Des efforts de mutualisation des approches pour une gestion foncière le long du fleuve Sénégal préconisées

Le ministre de l’agriculture, Kassoum Denon, a présidé, hier, les travaux de lancement au Mali du projet « Gouvernance foncière améliorée pour une prospérité partagée dans le bassin du fleuve Sénégal » et de validation du Cadre d’analyse de la gouvernance foncière (Cagf) du Mali. La cérémonie s’est déroulée au grand hôtel, lors d’un atelier national de 2 jours organisé à cet effet, a relayé malijet.com.

Ce projet intervient au moment où la gouvernance foncière préoccupe aussi bien les paysans que les autorités politiques. La terre, à tous les niveaux, est convoitée. La situation, en milieu rural, se caractérise par une pression extrême sur la terre. Les tensions ou conflits que génère cette pression se répercutent sur la sécurité alimentaire. D’où la pertinence d’un tel projet pour le Mali qui est un pays agricole par excellence. Financé par le gouvernement fédéral d’Allemagne, le projet couvre le Mali, la Mauritanie et le Sénégal. Il est conjointement exécuté par l’Initiative prospective agricole et rurale (Ipar) et l’Organisation des Nations unies pour l’alimentation et l’agriculture (Fao). Durant les deux jours de travaux, les acteurs de ce projet multi-acteurs échangeront sur les Directives volontaires (Dv) pour une gouvernance responsable des régimes fonciers applicables aux terres, aux pêches, aux forêts et aux autres initiatives en cours. Ils valideront aussi le cadre d’analyse de la gouvernance foncière du Mali, en vue de la mise en place d’un cadre de concertation et d’actions sur la gouvernance foncière de notre pays. Outil de la Banque mondiale, le cadre logique mesure et évalue les progrès réalisés par les pays en matière de gouvernance foncière. « Ce cadre constitue un outil de diagnostic et d’analyse permettant d’évaluer le statut de la gouvernance foncière au Mali. Il s’agit d’un processus participatif qui s’appuie de manière systématique sur le savoir-faire local et les données existantes », a indiqué le ministre Denon dans son mot d’introduction.
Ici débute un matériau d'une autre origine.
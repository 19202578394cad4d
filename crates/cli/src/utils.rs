use std::path::Path;
use std::time::Instant;

use anyhow::{anyhow, bail, Context as _, Result};
use weft_core::{FuncType, Val, ValType, F32, F64};

/// Reads a module from disk; textual modules are lowered to binary by the
/// `wat` front-end, anything already carrying the binary header is used
/// as-is.
pub fn read_module_bytes(path: &Path) -> Result<Vec<u8>> {
    let bytes = std::fs::read(path).with_context(|| format!("failed to read {path:?}"))?;
    if bytes.starts_with(b"\0asm") {
        return Ok(bytes);
    }
    let source = String::from_utf8(bytes)
        .map_err(|_| anyhow!("{path:?} is neither binary Wasm nor UTF-8 text"))?;
    wat::parse_str(&source).with_context(|| format!("failed to parse {path:?}"))
}

/// Parses positional CLI strings as the invoked function's parameters.
pub fn decode_func_args(ty: &FuncType, args: &[String]) -> Result<Vec<Val>> {
    if args.len() != ty.params().len() {
        bail!(
            "expected {} arguments but got {}",
            ty.params().len(),
            args.len()
        );
    }
    args.iter()
        .zip(ty.params())
        .map(|(arg, param)| {
            Ok(match param {
                ValType::I32 => Val::I32(parse_i32(arg)?),
                ValType::I64 => Val::I64(parse_i64(arg)?),
                ValType::F32 => Val::F32(F32::from(
                    arg.parse::<f32>()
                        .with_context(|| format!("invalid f32 argument: {arg}"))?,
                )),
                ValType::F64 => Val::F64(F64::from(
                    arg.parse::<f64>()
                        .with_context(|| format!("invalid f64 argument: {arg}"))?,
                )),
                ValType::Ref(_) => bail!("reference arguments cannot be passed on the CLI"),
            })
        })
        .collect()
}

/// Accepts both signed and unsigned spellings of an integer argument.
fn parse_i32(arg: &str) -> Result<i32> {
    arg.parse::<i32>()
        .or_else(|_| arg.parse::<u32>().map(|v| v as i32))
        .map_err(|_| anyhow!("invalid i32 argument: {arg}"))
}

fn parse_i64(arg: &str) -> Result<i64> {
    arg.parse::<i64>()
        .or_else(|_| arg.parse::<u64>().map(|v| v as i64))
        .map_err(|_| anyhow!("invalid i64 argument: {arg}"))
}

/// Renders results one per line, the way the suite prints them.
pub fn print_results(results: &[Val]) {
    for result in results {
        match result {
            Val::I32(v) => println!("{v}"),
            Val::I64(v) => println!("{v}"),
            Val::F32(v) => println!("{v}"),
            Val::F64(v) => println!("{v}"),
            Val::FuncRef(None) | Val::ExternRef(None) => println!("null"),
            Val::FuncRef(Some(handle)) => println!("funcref({handle})"),
            Val::ExternRef(Some(handle)) => println!("externref({handle})"),
        }
    }
}

/// Logs the duration of `stage` when profiling is enabled.
pub fn timed<T>(profiling: bool, stage: &str, f: impl FnOnce() -> T) -> T {
    if !profiling {
        return f();
    }
    let started = Instant::now();
    let result = f();
    log::info!("{stage}: {:?}", started.elapsed());
    result
}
L’atelier national de validation constitue, selon M. Kassoum Denon, « un cadre idéal pour fédérer et mutualiser les forces et les approches ». Pour lui, il s’agira « d’aplanir les divergences afin que chaque pays puisse s’épanouir économiquement dans le cadre d’une gouvernance foncière apaisée autour du bassin du fleuve Sénégal ». L’une des difficultés majeures à laquelle font face les décideurs politiques est la complexité des problèmes fonciers. Pour surmonter ces difficultés, le gouvernement du Mali a adopté, le 31 décembre 2014, la politique foncière agricole (Pfa). L’adoption le 07 octobre 2015 par l’exécutif du projet de Loi sur le foncier agricole (Lfa) s’inscrit aussi dans ce cadre. « Le gouvernement s’est inspiré des directives volontaires de la Fao, de la Communauté économique des Etats de l’Afrique de l’Ouest (Cedeao) et de l’Union africaine (Ua), a souligné le ministre en charge de l’agriculture.